====== ENTRIES PROVIDED ======
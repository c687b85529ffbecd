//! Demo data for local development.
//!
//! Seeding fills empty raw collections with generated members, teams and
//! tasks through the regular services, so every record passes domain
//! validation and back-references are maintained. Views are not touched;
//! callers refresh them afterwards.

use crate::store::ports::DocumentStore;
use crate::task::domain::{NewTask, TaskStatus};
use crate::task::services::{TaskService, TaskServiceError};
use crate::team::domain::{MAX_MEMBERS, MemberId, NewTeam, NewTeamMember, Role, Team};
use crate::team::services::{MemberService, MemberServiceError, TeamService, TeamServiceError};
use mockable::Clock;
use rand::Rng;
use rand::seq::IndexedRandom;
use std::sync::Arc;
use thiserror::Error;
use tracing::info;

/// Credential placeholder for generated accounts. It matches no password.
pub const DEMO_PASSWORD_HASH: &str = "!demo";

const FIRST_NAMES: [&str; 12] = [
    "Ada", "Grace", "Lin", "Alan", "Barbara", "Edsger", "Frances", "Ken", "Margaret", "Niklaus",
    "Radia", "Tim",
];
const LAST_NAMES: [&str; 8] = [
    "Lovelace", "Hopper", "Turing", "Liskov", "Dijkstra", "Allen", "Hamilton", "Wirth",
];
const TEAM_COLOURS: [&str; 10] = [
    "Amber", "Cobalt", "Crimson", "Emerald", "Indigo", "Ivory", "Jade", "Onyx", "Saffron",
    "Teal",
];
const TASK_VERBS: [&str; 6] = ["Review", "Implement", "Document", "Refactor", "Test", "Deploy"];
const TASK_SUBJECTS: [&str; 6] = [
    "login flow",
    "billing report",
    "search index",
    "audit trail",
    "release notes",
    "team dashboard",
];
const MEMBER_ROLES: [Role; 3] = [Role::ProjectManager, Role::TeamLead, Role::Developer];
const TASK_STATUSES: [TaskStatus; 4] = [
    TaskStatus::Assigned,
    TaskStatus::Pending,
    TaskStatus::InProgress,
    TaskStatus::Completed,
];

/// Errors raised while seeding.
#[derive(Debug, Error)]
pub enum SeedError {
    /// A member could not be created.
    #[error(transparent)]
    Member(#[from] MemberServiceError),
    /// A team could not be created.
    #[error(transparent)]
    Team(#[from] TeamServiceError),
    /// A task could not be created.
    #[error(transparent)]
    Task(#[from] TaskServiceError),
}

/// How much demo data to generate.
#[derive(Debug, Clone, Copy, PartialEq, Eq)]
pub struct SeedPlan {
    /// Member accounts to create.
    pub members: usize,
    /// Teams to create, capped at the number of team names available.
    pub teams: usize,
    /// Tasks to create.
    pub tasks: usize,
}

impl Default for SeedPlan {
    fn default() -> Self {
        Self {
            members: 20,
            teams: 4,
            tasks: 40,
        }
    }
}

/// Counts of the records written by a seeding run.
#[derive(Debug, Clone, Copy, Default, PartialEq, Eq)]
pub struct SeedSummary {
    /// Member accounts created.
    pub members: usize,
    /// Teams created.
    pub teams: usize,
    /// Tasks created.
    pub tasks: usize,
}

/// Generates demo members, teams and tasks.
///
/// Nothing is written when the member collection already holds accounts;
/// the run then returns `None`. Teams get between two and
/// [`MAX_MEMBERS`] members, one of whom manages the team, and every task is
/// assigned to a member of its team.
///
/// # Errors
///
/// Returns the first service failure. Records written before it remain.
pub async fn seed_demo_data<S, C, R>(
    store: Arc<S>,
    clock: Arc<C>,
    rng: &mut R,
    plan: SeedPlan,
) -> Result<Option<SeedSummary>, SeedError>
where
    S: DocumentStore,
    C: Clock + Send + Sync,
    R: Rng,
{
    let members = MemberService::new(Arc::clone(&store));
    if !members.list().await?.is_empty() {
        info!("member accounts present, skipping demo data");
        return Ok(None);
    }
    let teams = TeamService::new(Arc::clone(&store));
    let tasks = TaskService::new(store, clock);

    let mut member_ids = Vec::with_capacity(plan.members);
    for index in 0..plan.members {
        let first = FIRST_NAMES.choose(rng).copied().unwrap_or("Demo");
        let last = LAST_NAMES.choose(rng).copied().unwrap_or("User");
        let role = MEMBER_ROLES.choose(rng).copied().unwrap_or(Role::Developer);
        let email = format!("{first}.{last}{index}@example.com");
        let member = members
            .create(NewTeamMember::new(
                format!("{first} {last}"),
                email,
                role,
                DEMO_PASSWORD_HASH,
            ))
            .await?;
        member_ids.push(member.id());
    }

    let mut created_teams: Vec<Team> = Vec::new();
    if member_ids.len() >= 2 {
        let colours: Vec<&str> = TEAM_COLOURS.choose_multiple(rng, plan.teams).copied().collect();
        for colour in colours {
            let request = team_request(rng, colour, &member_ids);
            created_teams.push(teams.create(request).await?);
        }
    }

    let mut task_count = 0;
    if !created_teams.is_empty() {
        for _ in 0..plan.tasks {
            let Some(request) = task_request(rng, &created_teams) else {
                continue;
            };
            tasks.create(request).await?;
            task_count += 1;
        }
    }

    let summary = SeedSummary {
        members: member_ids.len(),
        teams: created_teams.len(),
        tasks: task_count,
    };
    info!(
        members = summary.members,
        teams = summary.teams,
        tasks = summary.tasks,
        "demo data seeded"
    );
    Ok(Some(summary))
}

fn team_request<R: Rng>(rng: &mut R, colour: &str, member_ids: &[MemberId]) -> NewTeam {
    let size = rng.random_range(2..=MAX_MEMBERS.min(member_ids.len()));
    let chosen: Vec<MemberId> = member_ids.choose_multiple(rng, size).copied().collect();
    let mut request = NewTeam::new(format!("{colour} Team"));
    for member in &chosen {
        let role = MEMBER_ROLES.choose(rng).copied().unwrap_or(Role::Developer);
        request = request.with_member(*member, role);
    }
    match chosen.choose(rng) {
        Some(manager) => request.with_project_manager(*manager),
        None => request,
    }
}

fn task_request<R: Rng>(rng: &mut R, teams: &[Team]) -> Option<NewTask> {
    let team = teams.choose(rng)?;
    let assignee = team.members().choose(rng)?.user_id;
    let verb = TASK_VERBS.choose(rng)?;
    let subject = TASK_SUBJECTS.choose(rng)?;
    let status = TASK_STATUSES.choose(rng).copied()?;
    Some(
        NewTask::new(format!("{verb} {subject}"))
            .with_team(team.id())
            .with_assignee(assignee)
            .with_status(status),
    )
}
======
====== ENTRIES PROVIDED ======
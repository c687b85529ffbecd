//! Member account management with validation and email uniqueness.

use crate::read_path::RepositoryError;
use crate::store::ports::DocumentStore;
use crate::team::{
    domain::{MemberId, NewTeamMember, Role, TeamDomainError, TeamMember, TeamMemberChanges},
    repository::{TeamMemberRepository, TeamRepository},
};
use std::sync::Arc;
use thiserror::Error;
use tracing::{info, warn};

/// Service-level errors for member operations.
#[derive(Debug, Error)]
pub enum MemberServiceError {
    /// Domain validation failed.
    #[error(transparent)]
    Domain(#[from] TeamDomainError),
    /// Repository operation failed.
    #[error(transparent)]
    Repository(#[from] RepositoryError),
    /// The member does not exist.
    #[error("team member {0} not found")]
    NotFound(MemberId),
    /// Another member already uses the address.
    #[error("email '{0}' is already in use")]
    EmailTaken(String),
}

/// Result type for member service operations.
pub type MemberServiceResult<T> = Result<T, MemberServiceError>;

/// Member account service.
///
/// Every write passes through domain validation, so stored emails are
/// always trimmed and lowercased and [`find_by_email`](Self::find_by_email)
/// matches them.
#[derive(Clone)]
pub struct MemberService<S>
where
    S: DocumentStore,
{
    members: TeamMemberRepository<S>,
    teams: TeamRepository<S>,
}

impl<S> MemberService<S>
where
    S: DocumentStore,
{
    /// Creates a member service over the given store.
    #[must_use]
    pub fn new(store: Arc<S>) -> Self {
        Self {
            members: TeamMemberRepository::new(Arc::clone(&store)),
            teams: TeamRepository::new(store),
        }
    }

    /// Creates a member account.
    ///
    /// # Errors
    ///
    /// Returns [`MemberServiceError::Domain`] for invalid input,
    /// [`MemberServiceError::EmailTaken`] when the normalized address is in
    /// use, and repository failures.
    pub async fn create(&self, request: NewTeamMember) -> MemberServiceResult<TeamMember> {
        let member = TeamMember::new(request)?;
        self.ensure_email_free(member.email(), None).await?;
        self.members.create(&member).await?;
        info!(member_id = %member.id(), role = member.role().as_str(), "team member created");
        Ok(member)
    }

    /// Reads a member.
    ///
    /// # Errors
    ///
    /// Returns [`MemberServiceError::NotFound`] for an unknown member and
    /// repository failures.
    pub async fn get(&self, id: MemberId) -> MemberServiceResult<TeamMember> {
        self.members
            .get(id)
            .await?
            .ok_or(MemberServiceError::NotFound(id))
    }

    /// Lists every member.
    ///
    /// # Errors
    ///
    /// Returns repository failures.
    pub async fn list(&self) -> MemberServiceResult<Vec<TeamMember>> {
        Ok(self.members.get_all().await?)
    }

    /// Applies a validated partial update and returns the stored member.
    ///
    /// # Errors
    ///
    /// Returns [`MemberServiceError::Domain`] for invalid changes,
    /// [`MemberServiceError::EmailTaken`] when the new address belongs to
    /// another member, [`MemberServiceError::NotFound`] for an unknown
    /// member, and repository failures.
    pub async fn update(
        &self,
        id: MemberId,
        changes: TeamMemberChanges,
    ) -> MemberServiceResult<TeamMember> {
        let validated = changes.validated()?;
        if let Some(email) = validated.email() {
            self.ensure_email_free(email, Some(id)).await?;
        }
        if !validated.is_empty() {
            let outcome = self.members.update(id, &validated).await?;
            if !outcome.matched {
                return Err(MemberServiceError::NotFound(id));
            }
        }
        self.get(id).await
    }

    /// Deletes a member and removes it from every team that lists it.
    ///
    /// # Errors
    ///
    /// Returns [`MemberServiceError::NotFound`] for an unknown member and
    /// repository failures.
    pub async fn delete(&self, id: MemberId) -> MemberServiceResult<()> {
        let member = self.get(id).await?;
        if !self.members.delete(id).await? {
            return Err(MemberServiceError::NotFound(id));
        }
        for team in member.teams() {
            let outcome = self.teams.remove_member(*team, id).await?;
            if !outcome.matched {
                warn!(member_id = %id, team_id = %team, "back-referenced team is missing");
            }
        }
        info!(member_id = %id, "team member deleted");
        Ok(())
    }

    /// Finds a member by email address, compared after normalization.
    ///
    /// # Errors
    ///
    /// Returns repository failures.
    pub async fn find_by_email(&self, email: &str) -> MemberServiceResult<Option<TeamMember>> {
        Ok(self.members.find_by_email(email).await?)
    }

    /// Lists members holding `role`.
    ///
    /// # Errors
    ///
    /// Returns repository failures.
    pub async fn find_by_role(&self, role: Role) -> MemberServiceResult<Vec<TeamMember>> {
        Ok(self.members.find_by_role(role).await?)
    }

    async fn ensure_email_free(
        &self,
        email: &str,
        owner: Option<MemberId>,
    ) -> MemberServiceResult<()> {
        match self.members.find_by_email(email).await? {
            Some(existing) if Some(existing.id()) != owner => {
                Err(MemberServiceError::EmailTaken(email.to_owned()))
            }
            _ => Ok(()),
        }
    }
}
======
**THE PROBLEM:**
All lines with the word "MemberId" are needed; pull them from the entries and copy each.

**EXERCISE RESULT:**
use crate::team::domain::{MAX_MEMBERS, MemberId, NewTeam, NewTeamMember, Role, Team};
fn team_request<R: Rng>(rng: &mut R, colour: &str, member_ids: &[MemberId]) -> NewTeam {
    let chosen: Vec<MemberId> = member_ids.choose_multiple(rng, size).copied().collect();
    domain::{MemberId, NewTeamMember, Role, TeamDomainError, TeamMember, TeamMemberChanges},
    NotFound(MemberId),
    pub async fn get(&self, id: MemberId) -> MemberServiceResult<TeamMember> {
        id: MemberId,
    pub async fn delete(&self, id: MemberId) -> MemberServiceResult<()> {
        owner: Option<MemberId>,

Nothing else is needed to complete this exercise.